King Parrot
Dead Set

I really enjoyed Bite Your Head Off, the 2012 debut album from Australia’s King Parrot. It was a fun and rollicking blast which hybridized grind, thrash and punk into a fresh and unique sound, spiked with a refreshing sense of humor. Apparently a lot of other folks enjoyed it as well judging by the rising profile of the band over the past couple of years. An extensive North American tour, scoring a deal with Candlelight Records and working with none other than Phil Anselmo on the recording of this sophomore album, entitled Dead Set, have been some of the key highlights during King Parrot’s steady rise to prominence.

Dead Set finds King Parrot maturing into a tighter and more confident unit, while stylistically following a similar template to the debut. And considering they nailed quite a unique sound on Bite Your Head Off, simply refining and tightening up their established formula proves to be a pretty wise move. Dead Set is a meaner, dirtier and altogether more punishing slab of extremity than its predecessor, even if it’s not quite has infectiously catchy and hook-laden. The band has retooled their song-writing approach, fleshing out the individual length of the songs, thus adding a bit more overall depth and structural variety. Otherwise King Parrot’s high octane formula remains intact, blending bursts of violent grind with punked-up thrash, corrosive sludge riffs and festering grooves.

The laidback tongue-in-cheek elements within King Parrot’s music cranks up the fun factor, but musically the band boast some impressive chops as well. Although I will contest Bite Your Head Off holds a slight edge in the riff department, Dead Set is nevertheless a relentlessly vicious feast of guitar driven violence.  The guitar work of Ari White and Andrew Livingstone-Squires is more varied and dynamic this time around, evidenced on songs like “Home is Where the Gutter Is” , where the duo deftly blend tremolo melodies, bluesy doom dirges and sandblasting deathgrind riffs with aplomb.  Matthew Young’s dynamic vocals are likely to remain a sticking point for some listeners but his predominant high pitched shrieks are certainly full of character and delivered with plenty of conviction and off-the-chain aggression. He mixes things up as well through some varied low growls.
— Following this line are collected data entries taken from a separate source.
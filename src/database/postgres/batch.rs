//! Batch composition and ordered result consumption.
//!
//! A [`Batch`] records statements without executing anything; transmitting it
//! through `PostgresTransaction::send_batch` yields a [`BatchResults`] cursor
//! that hands back one outcome per queued statement, in queue order.

use tokio_postgres::Row;

use crate::database::postgres::sql_value::SqlValue;

#[derive(thiserror::Error, Debug)]
pub enum BatchError {
    #[error("Batch is empty, nothing to send")]
    Empty,

    #[error("Multi-row insert requires at least one row of values")]
    EmptyInsert,

    #[error("Multi-row insert row {index} has {actual} values, expected {expected}")]
    RaggedInsertRow { index: usize, expected: usize, actual: usize },

    #[error("Statement {index} failed: {source}")]
    Statement {
        index: usize,
        #[source]
        source: tokio_postgres::Error,
    },

    #[error("Batch results exhausted: only {queued} statements were queued")]
    Exhausted { queued: usize },

    #[error("Statement {index} was queued as a command, it has no rows to read")]
    NotAQuery { index: usize },

    #[error("Statement {index} was queued as a query, read its rows instead")]
    NotACommand { index: usize },
}

/// Whether a queued statement expects rows back or only an acknowledgment.
#[derive(Debug, Clone, Copy, PartialEq, Eq)]
pub enum StatementKind {
    Exec,
    Query,
}

#[derive(Debug, Clone)]
pub struct QueuedStatement {
    pub sql: String,
    pub params: Vec<SqlValue>,
    pub kind: StatementKind,
}

/// An ordered sequence of statements to be transmitted in one round trip.
/// Composing never touches the database.
#[derive(Debug, Default)]
pub struct Batch {
    statements: Vec<QueuedStatement>,
}

impl Batch {
    pub fn new() -> Self {
        Self::default()
    }

    /// Queue a mutation. Its result is a row-count acknowledgment.
    pub fn queue_exec(&mut self, sql: impl Into<String>, params: Vec<SqlValue>) {
        self.statements.push(QueuedStatement { sql: sql.into(), params, kind: StatementKind::Exec });
    }

    /// Queue a query. Its result is a row set.
    pub fn queue_query(&mut self, sql: impl Into<String>, params: Vec<SqlValue>) {
        self.statements.push(QueuedStatement {
            sql: sql.into(),
            params,
            kind: StatementKind::Query,
        });
    }

    /// Queue a single INSERT carrying several value tuples, e.g. for two rows
    /// of two columns: `INSERT INTO ledger (description, amount) VALUES ($1, $2), ($3, $4)`.
    pub fn queue_insert_values(
        &mut self,
        table_name: &str,
        column_names: &[&str],
        rows: Vec<Vec<SqlValue>>,
    ) -> Result<(), BatchError> {
        if rows.is_empty() {
            return Err(BatchError::EmptyInsert);
        }
        let total_columns = column_names.len();
        for (index, row) in rows.iter().enumerate() {
            if row.len() != total_columns {
                return Err(BatchError::RaggedInsertRow {
                    index,
                    expected: total_columns,
                    actual: row.len(),
                });
            }
        }

        let mut sql =
            format!("INSERT INTO {} ({}) VALUES ", table_name, column_names.join(", "));
        for (i, _) in rows.iter().enumerate() {
            if i > 0 {
                sql.push_str(", ");
            }
            let placeholders: Vec<String> =
                (0..total_columns).map(|j| format!("${}", i * total_columns + j + 1)).collect();
            sql.push_str(&format!("({})", placeholders.join(", ")));
        }

        let params: Vec<SqlValue> = rows.into_iter().flatten().collect();
        self.queue_exec(sql, params);
        Ok(())
    }

    pub fn statements(&self) -> &[QueuedStatement] {
        &self.statements
    }

    pub fn len(&self) -> usize {
        self.statements.len()
    }

    pub fn is_empty(&self) -> bool {
        self.statements.is_empty()
    }
}

/// The outcome of one queued statement.
#[derive(Debug)]
pub enum StatementOutcome {
    /// Row count acknowledgment of a command.
    Ack(u64),
    /// Rows produced by a query.
    Rows(Vec<Row>),
}

/// Cursor over batch outcomes. One outcome per queued statement, consumed
/// strictly in queue order and exactly once each; advancing past the end
/// fails with [`BatchError::Exhausted`]. Dropping the cursor discards
/// whatever was not read.
#[derive(Debug)]
pub struct BatchResults {
    outcomes: Vec<StatementOutcome>,
    cursor: usize,
}

impl BatchResults {
    pub(crate) fn new(outcomes: Vec<StatementOutcome>) -> Self {
        Self { outcomes, cursor: 0 }
    }

    /// Number of statements the batch carried.
    pub fn queued(&self) -> usize {
        self.outcomes.len()
    }

    /// Outcomes not yet consumed.
    pub fn remaining(&self) -> usize {
        self.outcomes.len() - self.cursor
    }

    /// Discard the next `count` outcomes without inspecting them. The caller
    /// states how many leading results it wants to leave out rather than the
    /// reader assuming an offset.
    pub fn skip(&mut self, count: usize) -> Result<(), BatchError> {
        if self.cursor + count > self.outcomes.len() {
            return Err(BatchError::Exhausted { queued: self.outcomes.len() });
        }
        self.cursor += count;
        Ok(())
    }

    /// Consume the next outcome as a command acknowledgment.
    pub fn next_ack(&mut self) -> Result<u64, BatchError> {
        let index = self.cursor;
        match self.take_next()? {
            StatementOutcome::Ack(count) => Ok(*count),
            StatementOutcome::Rows(_) => Err(BatchError::NotACommand { index }),
        }
    }

    /// Consume the next outcome as a row set.
    pub fn next_rows(&mut self) -> Result<Vec<Row>, BatchError> {
        let index = self.cursor;
        match self.take_next()? {
            StatementOutcome::Rows(rows) => Ok(std::mem::take(rows)),
            StatementOutcome::Ack(_) => Err(BatchError::NotAQuery { index }),
        }
    }

    fn take_next(&mut self) -> Result<&mut StatementOutcome, BatchError> {
        let queued = self.outcomes.len();
        let outcome = self
            .outcomes
            .get_mut(self.cursor)
            .ok_or(BatchError::Exhausted { queued })?;
        self.cursor += 1;
        Ok(outcome)
    }
}

#[cfg(test)]
mod tests {
    use super::*;

    #[test]
    fn test_queue_preserves_order() {
        let mut batch = Batch::new();
        batch.queue_exec("DELETE FROM ledger", vec![]);
        batch.queue_query("SELECT id, description, amount FROM ledger ORDER BY id", vec![]);
        batch.queue_query(
            "SELECT id, description, amount FROM ledger WHERE amount = $1",
            vec![SqlValue::BigInt(1)],
        );

        assert_eq!(batch.len(), 3);
        assert_eq!(batch.statements()[0].kind, StatementKind::Exec);
        assert_eq!(batch.statements()[1].kind, StatementKind::Query);
        assert!(batch.statements()[2].sql.contains("WHERE amount"));
        assert_eq!(batch.statements()[2].params, vec![SqlValue::BigInt(1)]);
    }

    #[test]
    fn test_multi_row_insert_builds_placeholder_grid() {
        let mut batch = Batch::new();
        batch
            .queue_insert_values(
                "ledger",
                &["description", "amount"],
                vec![
                    vec!["first item".into(), 1i64.into()],
                    vec!["second item".into(), 2i64.into()],
                ],
            )
            .unwrap();

        let statement = &batch.statements()[0];
        assert_eq!(
            statement.sql,
            "INSERT INTO ledger (description, amount) VALUES ($1, $2), ($3, $4)"
        );
        assert_eq!(
            statement.params,
            vec![
                SqlValue::Text("first item".to_string()),
                SqlValue::BigInt(1),
                SqlValue::Text("second item".to_string()),
                SqlValue::BigInt(2),
            ]
        );
        assert_eq!(statement.kind, StatementKind::Exec);
    }

    #[test]
    fn test_multi_row_insert_rejects_empty_and_ragged_rows() {
        let mut batch = Batch::new();
        assert!(matches!(
            batch.queue_insert_values("ledger", &["description", "amount"], vec![]),
            Err(BatchError::EmptyInsert)
        ));

        let result = batch.queue_insert_values(
            "ledger",
            &["description", "amount"],
            vec![vec!["first item".into(), 1i64.into()], vec!["second item".into()]],
        );
        assert!(matches!(
            result,
            Err(BatchError::RaggedInsertRow { index: 1, expected: 2, actual: 1 })
        ));
        assert!(batch.is_empty());
    }

    #[test]
    fn test_results_consumed_in_order() {
        let mut results =
            BatchResults::new(vec![StatementOutcome::Ack(2), StatementOutcome::Ack(1)]);
        assert_eq!(results.queued(), 2);
        assert_eq!(results.next_ack().unwrap(), 2);
        assert_eq!(results.remaining(), 1);
        assert_eq!(results.next_ack().unwrap(), 1);
        assert_eq!(results.remaining(), 0);
    }

    #[test]
    fn test_reading_past_the_end_fails_loudly() {
        let mut results = BatchResults::new(vec![StatementOutcome::Ack(1)]);
        results.next_ack().unwrap();
        assert!(matches!(results.next_ack(), Err(BatchError::Exhausted { queued: 1 })));
        assert!(matches!(results.next_rows(), Err(BatchError::Exhausted { queued: 1 })));
    }

    #[test]
    fn test_skip_is_bounded() {
        let mut results =
            BatchResults::new(vec![StatementOutcome::Ack(1), StatementOutcome::Ack(2)]);
        results.skip(1).unwrap();
        assert_eq!(results.next_ack().unwrap(), 2);
        assert!(matches!(results.skip(1), Err(BatchError::Exhausted { queued: 2 })));
    }

    #[test]
    fn test_kind_mismatch_is_reported_with_statement_index() {
        let mut results =
            BatchResults::new(vec![StatementOutcome::Ack(1), StatementOutcome::Rows(vec![])]);
        assert!(matches!(results.next_rows(), Err(BatchError::NotAQuery { index: 0 })));
        // the mismatch consumed slot 0, slot 1 is a row set
        assert!(matches!(results.next_ack(), Err(BatchError::NotACommand { index: 1 })));
    }
}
“Like a Rat” follows the fiercer, grittier trend of the album but it also harkens back to the catchy short blasts of punk-grind fury and groove executed so effectively on the debut. Songs like the excellent “Tomorrow Turns to Blood” showcase King Parrot’s improved craftsmanship and pacing, taking their music down a deathlier path of tough, grinding riffage and head stomping mid-tempo rhythms. Clearly the band has worked hard on tightening up their song structures and exploring more dynamic song-writing territory. So while the cyclonic speed-laced blasts of “Anthem of the Advanced Sinner” and “Sick in the Head” offer signature bursts of thrashy grind, blast and groove, the slightly restrained and dynamic tempo shifts on closing duo “Reject” and mangled, feedback ridden dirge of the title track display the band’s song-writing growth and eagerness to explore a wider palette of deranged sounds.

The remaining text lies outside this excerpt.